__What to produce__
Give only the number of lines in these records that include "Option".

__Dataset entries__
_ _ _ _ _ _ _
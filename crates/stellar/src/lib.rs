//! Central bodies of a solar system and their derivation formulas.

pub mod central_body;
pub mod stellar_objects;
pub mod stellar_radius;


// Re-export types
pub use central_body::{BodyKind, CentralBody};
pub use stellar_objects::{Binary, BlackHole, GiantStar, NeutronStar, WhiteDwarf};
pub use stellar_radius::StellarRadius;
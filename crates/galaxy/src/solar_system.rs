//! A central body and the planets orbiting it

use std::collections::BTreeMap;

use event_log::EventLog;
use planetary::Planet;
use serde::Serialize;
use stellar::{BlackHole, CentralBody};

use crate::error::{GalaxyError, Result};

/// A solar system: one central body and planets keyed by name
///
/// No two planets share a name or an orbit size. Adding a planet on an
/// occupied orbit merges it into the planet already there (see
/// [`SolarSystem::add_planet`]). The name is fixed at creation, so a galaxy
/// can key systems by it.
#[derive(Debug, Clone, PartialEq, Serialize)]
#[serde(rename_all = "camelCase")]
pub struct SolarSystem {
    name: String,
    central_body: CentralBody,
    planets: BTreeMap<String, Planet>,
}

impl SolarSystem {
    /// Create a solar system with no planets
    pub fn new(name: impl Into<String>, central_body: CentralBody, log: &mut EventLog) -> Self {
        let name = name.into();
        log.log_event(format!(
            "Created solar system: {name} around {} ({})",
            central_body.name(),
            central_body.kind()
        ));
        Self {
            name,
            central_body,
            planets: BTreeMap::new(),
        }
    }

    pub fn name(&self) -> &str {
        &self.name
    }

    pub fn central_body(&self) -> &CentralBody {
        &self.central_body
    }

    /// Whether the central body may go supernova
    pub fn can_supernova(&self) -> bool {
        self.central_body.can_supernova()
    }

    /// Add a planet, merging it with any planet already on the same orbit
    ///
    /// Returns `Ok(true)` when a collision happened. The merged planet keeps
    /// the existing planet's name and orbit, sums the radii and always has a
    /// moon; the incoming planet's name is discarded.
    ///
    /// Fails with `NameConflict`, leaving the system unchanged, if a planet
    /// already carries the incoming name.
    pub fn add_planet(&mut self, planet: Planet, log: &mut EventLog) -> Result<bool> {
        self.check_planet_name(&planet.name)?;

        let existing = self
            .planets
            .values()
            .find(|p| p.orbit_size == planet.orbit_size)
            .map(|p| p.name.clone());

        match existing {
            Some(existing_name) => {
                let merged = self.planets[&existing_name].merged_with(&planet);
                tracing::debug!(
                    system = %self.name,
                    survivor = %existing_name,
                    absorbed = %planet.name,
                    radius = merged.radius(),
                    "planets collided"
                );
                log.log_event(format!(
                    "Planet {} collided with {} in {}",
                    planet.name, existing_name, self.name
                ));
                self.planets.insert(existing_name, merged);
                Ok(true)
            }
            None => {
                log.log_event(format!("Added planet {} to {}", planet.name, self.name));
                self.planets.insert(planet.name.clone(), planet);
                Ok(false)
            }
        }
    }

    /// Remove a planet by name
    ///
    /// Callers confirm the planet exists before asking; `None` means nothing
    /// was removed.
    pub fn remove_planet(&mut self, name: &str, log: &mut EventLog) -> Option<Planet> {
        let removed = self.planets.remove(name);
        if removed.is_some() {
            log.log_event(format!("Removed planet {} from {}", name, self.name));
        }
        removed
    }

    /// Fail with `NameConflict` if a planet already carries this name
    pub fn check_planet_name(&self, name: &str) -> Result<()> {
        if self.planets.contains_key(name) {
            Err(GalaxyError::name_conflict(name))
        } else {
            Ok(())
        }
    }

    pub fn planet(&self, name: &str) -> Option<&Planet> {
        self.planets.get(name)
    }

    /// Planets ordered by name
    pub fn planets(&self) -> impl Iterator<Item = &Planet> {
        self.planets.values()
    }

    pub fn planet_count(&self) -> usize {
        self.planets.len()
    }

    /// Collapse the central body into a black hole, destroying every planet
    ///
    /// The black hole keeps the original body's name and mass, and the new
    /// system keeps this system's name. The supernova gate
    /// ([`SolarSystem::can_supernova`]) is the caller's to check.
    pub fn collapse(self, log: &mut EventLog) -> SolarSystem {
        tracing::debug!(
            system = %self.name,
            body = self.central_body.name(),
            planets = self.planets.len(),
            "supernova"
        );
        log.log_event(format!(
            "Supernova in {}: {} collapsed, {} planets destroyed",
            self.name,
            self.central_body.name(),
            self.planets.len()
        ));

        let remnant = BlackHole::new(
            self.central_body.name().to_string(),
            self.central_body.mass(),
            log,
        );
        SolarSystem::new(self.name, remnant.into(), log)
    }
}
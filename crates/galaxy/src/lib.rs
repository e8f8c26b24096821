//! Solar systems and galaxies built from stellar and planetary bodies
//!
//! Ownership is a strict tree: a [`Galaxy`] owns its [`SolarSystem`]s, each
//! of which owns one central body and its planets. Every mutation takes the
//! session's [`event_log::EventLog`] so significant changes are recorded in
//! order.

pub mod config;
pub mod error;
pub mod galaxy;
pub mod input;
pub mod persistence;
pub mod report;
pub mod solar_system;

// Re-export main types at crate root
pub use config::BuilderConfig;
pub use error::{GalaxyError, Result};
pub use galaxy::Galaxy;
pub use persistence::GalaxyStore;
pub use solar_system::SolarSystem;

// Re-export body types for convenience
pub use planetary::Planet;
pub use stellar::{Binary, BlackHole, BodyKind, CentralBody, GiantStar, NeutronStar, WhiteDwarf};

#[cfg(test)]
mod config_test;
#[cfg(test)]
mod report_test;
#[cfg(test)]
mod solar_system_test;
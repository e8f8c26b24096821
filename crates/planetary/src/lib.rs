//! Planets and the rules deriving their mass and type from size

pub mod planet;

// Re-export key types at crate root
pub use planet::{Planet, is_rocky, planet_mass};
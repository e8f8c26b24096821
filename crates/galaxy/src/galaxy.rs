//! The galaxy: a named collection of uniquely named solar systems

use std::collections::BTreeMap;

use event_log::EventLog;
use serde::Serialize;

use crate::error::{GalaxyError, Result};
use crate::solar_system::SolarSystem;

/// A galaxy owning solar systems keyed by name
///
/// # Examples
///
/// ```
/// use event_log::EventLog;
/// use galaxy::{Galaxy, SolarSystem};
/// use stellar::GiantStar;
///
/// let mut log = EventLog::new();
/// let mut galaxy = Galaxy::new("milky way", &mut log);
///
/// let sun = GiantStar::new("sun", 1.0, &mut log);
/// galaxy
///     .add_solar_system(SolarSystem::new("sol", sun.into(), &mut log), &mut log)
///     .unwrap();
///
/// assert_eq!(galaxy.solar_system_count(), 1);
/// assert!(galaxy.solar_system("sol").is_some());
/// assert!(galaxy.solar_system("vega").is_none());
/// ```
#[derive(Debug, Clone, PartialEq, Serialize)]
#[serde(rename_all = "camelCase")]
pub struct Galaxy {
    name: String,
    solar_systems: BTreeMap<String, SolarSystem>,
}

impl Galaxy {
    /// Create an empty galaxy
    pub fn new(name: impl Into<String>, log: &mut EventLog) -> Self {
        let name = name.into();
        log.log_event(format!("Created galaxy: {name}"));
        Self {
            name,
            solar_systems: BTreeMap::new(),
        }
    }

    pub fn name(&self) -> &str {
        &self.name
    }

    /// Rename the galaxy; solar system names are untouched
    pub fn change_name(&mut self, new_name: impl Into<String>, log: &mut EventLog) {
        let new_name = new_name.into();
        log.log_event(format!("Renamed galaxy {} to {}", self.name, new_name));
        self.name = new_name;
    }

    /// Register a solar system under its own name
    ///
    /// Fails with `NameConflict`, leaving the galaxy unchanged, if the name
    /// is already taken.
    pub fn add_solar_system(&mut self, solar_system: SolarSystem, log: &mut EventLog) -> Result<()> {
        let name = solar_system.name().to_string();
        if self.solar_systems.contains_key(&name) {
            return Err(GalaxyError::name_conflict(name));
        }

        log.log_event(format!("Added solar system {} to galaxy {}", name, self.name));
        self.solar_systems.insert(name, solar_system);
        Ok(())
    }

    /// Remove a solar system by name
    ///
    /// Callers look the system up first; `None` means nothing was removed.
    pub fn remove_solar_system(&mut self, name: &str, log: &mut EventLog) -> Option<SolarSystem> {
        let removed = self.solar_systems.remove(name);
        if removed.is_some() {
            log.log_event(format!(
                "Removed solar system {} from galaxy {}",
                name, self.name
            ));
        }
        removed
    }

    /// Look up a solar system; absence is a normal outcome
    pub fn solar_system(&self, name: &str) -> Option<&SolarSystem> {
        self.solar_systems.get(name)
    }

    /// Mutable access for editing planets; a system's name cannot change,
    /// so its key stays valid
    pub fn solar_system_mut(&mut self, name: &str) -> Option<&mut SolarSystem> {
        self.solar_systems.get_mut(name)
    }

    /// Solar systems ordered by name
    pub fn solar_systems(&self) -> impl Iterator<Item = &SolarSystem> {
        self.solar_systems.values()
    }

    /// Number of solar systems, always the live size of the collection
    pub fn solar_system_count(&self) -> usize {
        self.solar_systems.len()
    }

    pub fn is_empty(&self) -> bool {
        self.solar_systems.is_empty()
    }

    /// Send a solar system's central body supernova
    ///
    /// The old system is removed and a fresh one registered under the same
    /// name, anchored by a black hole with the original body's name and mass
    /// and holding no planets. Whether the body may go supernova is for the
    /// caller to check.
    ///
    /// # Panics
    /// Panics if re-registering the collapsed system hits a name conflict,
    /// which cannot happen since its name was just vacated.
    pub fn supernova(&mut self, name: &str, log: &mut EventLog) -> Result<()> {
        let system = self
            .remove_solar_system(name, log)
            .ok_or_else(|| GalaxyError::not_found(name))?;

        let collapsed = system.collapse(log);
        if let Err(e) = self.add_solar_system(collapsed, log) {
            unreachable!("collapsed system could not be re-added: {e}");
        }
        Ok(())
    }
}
_ _ _ _ _ _ _
__Written reply__
5